I knew it, because I’d felt it before, when Ivan demanded a bit of my soul to prove my loyalty to his cause. Back when I was a fucking stupid kid who really believed he would somehow make a world where I belonged.
Rez eventually eased up on the crushing hold he had on me. He searched my eyes and face, then drew my shirt up and searched there as well. “What are you feeling?”
My mouth was dry. I swallowed, tried to work up some spit. “Tired,” I reported. “Kind of… I can’t really describe it. It worked, though. Right? She got what she needed?”
He nodded, and with a hard line to his lips took one arm away from me to reach below, into a pocket. He produced something that put off a steady glow, and held it up.

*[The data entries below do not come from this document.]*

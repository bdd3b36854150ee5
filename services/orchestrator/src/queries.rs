//! Read side for pollers. Every call reads the latest persisted state.

use std::time::Duration;

use uuid::Uuid;

use crate::events::{list_events, RunEvent};
use crate::ledger_exec::with_ledger_read;
use crate::run_store::{self, Result, RunStoreError};
use crate::state::AppState;
use crate::types_analysis::{AnalysisResult, Progress, StatusView};
use crate::types_runs::PipelineRun;

pub async fn get_run(state: &AppState, run_id: Uuid) -> Result<PipelineRun> {
    with_ledger_read(state.ledger.clone(), move |db| run_store::load_run(db, run_id)).await?
}

pub async fn get_progress(state: &AppState, run_id: Uuid) -> Result<Progress> {
    Ok(Progress::from_run(&get_run(state, run_id).await?))
}

pub async fn get_status(state: &AppState, run_id: Uuid) -> Result<StatusView> {
    Ok(StatusView::from(&get_run(state, run_id).await?))
}

pub async fn get_result(state: &AppState, run_id: Uuid) -> Result<AnalysisResult> {
    with_ledger_read(state.ledger.clone(), move |db| run_store::load_result(db, run_id)).await?
}

pub async fn get_events(state: &AppState, run_id: Uuid) -> Result<Vec<RunEvent>> {
    with_ledger_read(state.ledger.clone(), move |db| list_events(db, run_id)).await?
}

pub async fn list_runs(state: &AppState) -> Result<Vec<PipelineRun>> {
    with_ledger_read(state.ledger.clone(), |db| run_store::list_runs(db)).await?
}

/// Poll until the run is COMPLETED or FAILED.
pub async fn wait_for_terminal(
    state: &AppState,
    run_id: Uuid,
    poll: Duration,
    timeout: Duration,
) -> Result<PipelineRun> {
    let deadline = tokio::time::Instant::now() + timeout;
    loop {
        let run = get_run(state, run_id).await?;
        if run.status.is_terminal() {
            return Ok(run);
        }
        if tokio::time::Instant::now() >= deadline {
            return Err(RunStoreError::WaitTimedOut(run_id));
        }
        tokio::time::sleep(poll).await;
    }
}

It was a brass locket, made to look almost like a starburst. But the points of the stars were twisted one way and another as they blended into the edges of the thing. Inside, behind a shallow bubble of glass, or maybe crystal… was a bit of my soul.
I knew it in a way that I knew my hand was my hand, my foot was my foot. Inside, part of me ached, pulling at the fragment, or trying to, as I took the locket in hand and stared at me. My essential self. Whatever was supposed to outlast my flesh. It made me almost unbearably sad to see it there, outside of me, where it didn’t belong, but I pushed that sadness down deep as I slipped the brass chain around my neck and tucked the locket into my shirt.
“It’s… weirdly heavy,” Rez muttered. “Isn’t it?”
If it was, I didn’t notice. But, then again, it was my soul. Maybe I was used to the weight or something. “Not to me,” I said quietly. I looked around. “We’re alone?”